Two other witnesses testified to the fact that plaintiff's stock broke out. It may, therefore, be taken as an established fact that plaintiff's stock did break out and caused defendant considerable trouble and annoyance; that as a result plaintiff and defendant quarreled and nagged each other about the matter to a degree, we think, unwarranted by the provocation. Defendant attaches great importance to these occurrences stating, in her testimony that, "our main trouble was over the stock." Her father, however, who lived with them, states that "it just occurred along and I paid little attention. I know that occurs in most families. I told them they could get along without it." While we defer largely to the findings of the trial court on controverted facts, we have no hesitancy in stating that in so far as the stock situation is concerned, it failed to arise to the proportions of an indignity as contemplated by our divorce law. We realize a thing of this sort may become aggravating to a wife who has to chase the stock and perchance endure a certain amount of complaint from the neighbors. But this record reveals no serious trouble with other people on account of the stock and in fact those who testified in regard to the matter had little to say and seemed friendly to both plaintiff and defendant, pronouncing them good neighbors.

The most serious charge against plaintiff is in relation to the visits and conduct of one Bollinger and his wife. The defendant testified as to two occasions when they came to the home of plaintiff and defendant. She stated, as to the first occasion, that about eleven o'clock one night the Bollingers came. That, "we was all in bed and they honked out there and I got up and Ora (her husband) got up and I said `Let's not pay any attention to it,' and Ora said `That is Bollinger' and he went and got his gun and when he said that was Bollinger and I told him to be careful and he said if Bollinger got him he would have to be quicker than he was, so they came on in but we didn't light no lamp or nothing, they knocked at the door so they stood out there at the door and Ora stood in the door and I stood back, and Bollinger said `Pull that door too Ora' and Ora pulled the door too and I would pull it back and Mrs. Bollinger said `Pull that door too I don't want that damn woman to see me,' and I let it go too then and she told him to kiss her and he said `ah' and she says `Now you kiss me, you used to kiss me all right now you kiss me,' and Bollinger was out on the porch and he says, `Kiss her, I don't give a damn,' and he did."

Defendant made other statements as to what occurred that night which are emphatically denied by plaintiff and we may say there is no testimony in corroboration of defendant as to such facts. She then testified as follows: "They left, I don't know, it was about twelve o'clock I guess, and they came back. We just got back to bed and heard them come back again and they said they had run into somebody down the hill there.

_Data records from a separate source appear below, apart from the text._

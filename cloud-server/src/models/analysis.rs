//! Analysis request/response payloads

use serde::Serialize;
use urlguard_core::{AnalysisResult, FeatureRecord, ModelInfo};

/// Response for `POST /analyze_batch`
#[derive(Debug, Serialize)]
pub struct BatchResponse {
    pub results: Vec<AnalysisResult>,
}

/// Response for `POST /analyze_page`
#[derive(Debug, Serialize)]
pub struct PageAnalysisResponse {
    /// Record extracted from the snapshot
    pub features: FeatureRecord,
    pub result: AnalysisResult,
}

/// Response for `GET /model`
#[derive(Debug, Serialize)]
pub struct ModelResponse {
    pub model: ModelInfo,
    pub trusted_domains: Vec<String>,
    pub max_batch_size: usize,
}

"Q. What took place at that time? A. She cried and cried and Ora went out there and she grabbed him around the neck and kissed him a time or two and that seemed to cure her.

"Q. He went out to the car where she was? A. Yes sir."

As to this particular visit of the Bollingers, E.D. Browning, defendant's father testified that, "I was out at his place one time when Bollinger and his wife came out there. That wasn't the time that Dr. Snell was there. It was in last year as well as I remember, along towards spring. It was after dark awhile when they came. I had done gone to bed. I don't know whether all the family had gone to bed or not. Me and Austin had gone to bed and the car came up and honked and after while, as well as I remember, they came to the door, Mr. Bollinger did, and came in and his wife got up after a little while, and there seemed to be a little confusion. We went into the room there and they were talking and arguing. Bollinger could go all right but he just talked freely and seemed stimulated from something, I don't know what. I don't remember that Mrs. Bollinger came in. My daughter was in the house at that time, I wouldn't say whether she was in the room they were in or not. They got their talk over and left, and it wasn't but a short time until they was back again. They said they had a collision with a car. Mrs. Bollinger was moaning, we thought she was hurt. We went out to see what her condition was. I couldn't hardly say about it, I wasn't acquainted with them at that time. Me and Ora and Austin went out to the car, and I believe Mrs. Bollinger embraced the boy. Mrs. Bollinger hugged Ora and he just kinda pulled back from her. She said they had run into something, as well as I remember, and she seemed to be scared or shook up or something that way, I don't think they were hurt much after they got over their scare or jar."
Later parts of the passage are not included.